EXHIBIT 8.1
October 20, 2006
Superior Energy Services, Inc.
1105 Peters Road
Harvey, LA 70058
1105 Peters Road
Harvey, LA 70058
Ladies and Gentlemen:
We have acted as counsel to you in connection with (i) the proposed merger (the “Merger”) contemplated by the Agreement and Plan of Merger, dated as of September 22, 2006 (the “Merger Agreement”), among Superior Energy Services, Inc., a Delaware corporation (“Superior”), SPN Acquisition Sub, Inc., a Delaware corporation and wholly owned subsidiary of Superior, and Warrior Energy Services Corporation, a Delaware corporation (“Warrior”) and (ii) the preparation of the Registration Statement on Form S-4 (together will all exhibits thereto, the “Registration Statement”) relating to the Merger. In connection therewith, you have requested our opinion as to certain federal income tax matters relating to the Merger.
In preparing our opinion, we have examined the Registration Statement and such other documents as we have deemed necessary or appropriate as a basis therefore. In conducting our examination, we have assumed the legal capacity of all natural persons, the genuineness of all signatures, the authenticity of all documents submitted to us as originals, the conformity to original documents of all documents submitted to us as certified, conformed, or photostatic copies, and the authenticity of the originals of such copies.

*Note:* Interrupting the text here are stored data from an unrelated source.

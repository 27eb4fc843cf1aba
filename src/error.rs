use std::collections::HashMap;
use std::path::{Path, PathBuf};

use axum::extract::{Request, State};
use axum::http::{HeaderName, HeaderValue, StatusCode};
use axum::middleware::Next;
use axum::response::{IntoResponse, Response};
use axum::Json;
use chrono::{DateTime, Utc};
use serde::Serialize;
use thiserror::Error;

#[derive(Debug, Error)]
pub enum AppError {
    #[error("{detail}")]
    ClientSide { code: u16, detail: String },
    #[error("rate limit reached")]
    RateLimited,
    #[error("upstream API request failed")]
    UpstreamApi { detail: String },
    #[error("uncaught exception raised during processing")]
    Uncaught(#[from] anyhow::Error),
}

impl AppError {
    pub fn bad_request<T: Into<String>>(detail: T) -> Self {
        Self::ClientSide {
            code: 400,
            detail: detail.into(),
        }
    }

    pub fn client_side<T: Into<String>>(code: u16, detail: T) -> Self {
        debug_assert!((400..500).contains(&code));
        Self::ClientSide {
            code,
            detail: detail.into(),
        }
    }

    pub fn validation<T: Into<String>>(detail: T) -> Self {
        Self::client_side(422, detail)
    }

    /// Any failure talking to an upstream; `detail` carries the upstream's
    /// raw error body when one was received.
    pub fn upstream(detail: String) -> Self {
        Self::UpstreamApi { detail }
    }

    pub fn code(&self) -> u16 {
        match self {
            AppError::ClientSide { code, .. } => *code,
            AppError::RateLimited => 429,
            AppError::UpstreamApi { .. } => 502,
            AppError::Uncaught(_) => 500,
        }
    }
}

/// The standard error body every failed request renders to:
/// `{url, time, code, detail, headers, trace?}`.
#[derive(Debug, Clone, Serialize)]
pub struct ErrorEnvelope {
    pub url: Option<String>,
    pub time: DateTime<Utc>,
    pub code: u16,
    pub detail: String,
    pub headers: HashMap<String, String>,
    #[serde(skip_serializing_if = "Option::is_none")]
    pub trace: Option<String>,
    /// Full error chain, persisted to disk for 5xx failures; never serialized.
    #[serde(skip)]
    pub backtrace: Option<String>,
}

impl ErrorEnvelope {
    fn from_error(error: &AppError) -> Self {
        let detail = match error {
            AppError::UpstreamApi { detail } if !detail.trim().is_empty() => detail.clone(),
            other => other.to_string(),
        };
        let mut headers = HashMap::new();
        if matches!(error, AppError::RateLimited) {
            headers.insert("Retry-After".to_string(), "60".to_string());
        }
        let backtrace = match error {
            AppError::Uncaught(inner) => Some(format!("{inner:?}")),
            _ => None,
        };
        Self {
            url: None,
            time: Utc::now(),
            code: error.code(),
            detail,
            headers,
            trace: None,
            backtrace,
        }
    }

    fn status(&self) -> StatusCode {
        StatusCode::from_u16(self.code).unwrap_or(StatusCode::INTERNAL_SERVER_ERROR)
    }

    fn render(&self) -> Response {
        let mut response = (self.status(), Json(self)).into_response();
        for (name, value) in &self.headers {
            if let (Ok(name), Ok(value)) =
                (name.parse::<HeaderName>(), HeaderValue::from_str(value))
            {
                response.headers_mut().insert(name, value);
            }
        }
        response
    }
}

impl IntoResponse for AppError {
    fn into_response(self) -> Response {
        let envelope = ErrorEnvelope::from_error(&self);
        if envelope.code >= 500 {
            tracing::error!(code = envelope.code, detail = %envelope.detail, "request failed");
        }
        let mut response = envelope.render();
        // The outermost middleware picks this up to fill in the request URL
        // and persist a trace for 5xx failures.
        response.extensions_mut().insert(envelope);
        response
    }
}

/// Outermost layer: rewrites pending error envelopes with the request URL
/// and, for 5xx-class failures, a persisted trace id.
pub async fn error_envelope(
    State(trace_dir): State<PathBuf>,
    request: Request,
    next: Next,
) -> Response {
    let url = request.uri().to_string();
    let mut response = next.run(request).await;
    let Some(mut envelope) = response.extensions_mut().remove::<ErrorEnvelope>() else {
        return response;
    };
    envelope.url = Some(url);
    if envelope.code >= 500 {
        match persist_trace(&trace_dir, &envelope).await {
            Ok(id) => envelope.trace = Some(id),
            Err(error) => tracing::warn!(%error, "failed to persist error trace"),
        }
    }
    envelope.render()
}

async fn persist_trace(dir: &Path, envelope: &ErrorEnvelope) -> anyhow::Result<String> {
    let id = format!("{:016x}", rand::random::<u64>());
    tokio::fs::create_dir_all(dir).await?;
    let body = format!(
        "{}\n{} {}\n\n{}\n",
        envelope.time,
        envelope.code,
        envelope.detail,
        envelope
            .backtrace
            .as_deref()
            .unwrap_or("<no backtrace captured>"),
    );
    tokio::fs::write(dir.join(format!("{id}.txt")), body).await?;
    Ok(id)
}

#[cfg(test)]
mod tests {
    use super::*;

    #[test]
    fn codes_follow_the_taxonomy() {
        assert_eq!(AppError::bad_request("nope").code(), 400);
        assert_eq!(AppError::validation("nope").code(), 422);
        assert_eq!(AppError::RateLimited.code(), 429);
        assert_eq!(AppError::upstream("boom".into()).code(), 502);
        assert_eq!(AppError::Uncaught(anyhow::anyhow!("boom")).code(), 500);
    }

    #[test]
    fn upstream_body_becomes_the_detail() {
        let envelope =
            ErrorEnvelope::from_error(&AppError::upstream(r#"{"code":-404}"#.to_string()));
        assert_eq!(envelope.code, 502);
        assert_eq!(envelope.detail, r#"{"code":-404}"#);
    }

    #[test]
    fn envelope_serializes_without_empty_trace() {
        let envelope = ErrorEnvelope::from_error(&AppError::bad_request("missing key"));
        let value = serde_json::to_value(&envelope).unwrap();
        assert_eq!(value["code"], 400);
        assert_eq!(value["detail"], "missing key");
        assert!(value.get("trace").is_none());
        assert!(value.as_object().unwrap().contains_key("url"));
    }

    #[test]
    fn uncaught_errors_capture_their_chain() {
        let root = anyhow::anyhow!("connection reset").context("refreshing token");
        let envelope = ErrorEnvelope::from_error(&AppError::Uncaught(root));
        let backtrace = envelope.backtrace.unwrap();
        assert!(backtrace.contains("refreshing token"));
        assert!(backtrace.contains("connection reset"));
    }
}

Based upon the foregoing, under currently applicable U.S. federal income tax law (i) the Merger will be treated as a Reorganization; and (ii) the discussion set forth in the section of the Registration Statement entitled “Material U.S. Federal Income Tax Consequences” constitutes our opinion as to the U.S. federal income tax consequences of the Merger to the Warrior shareholders.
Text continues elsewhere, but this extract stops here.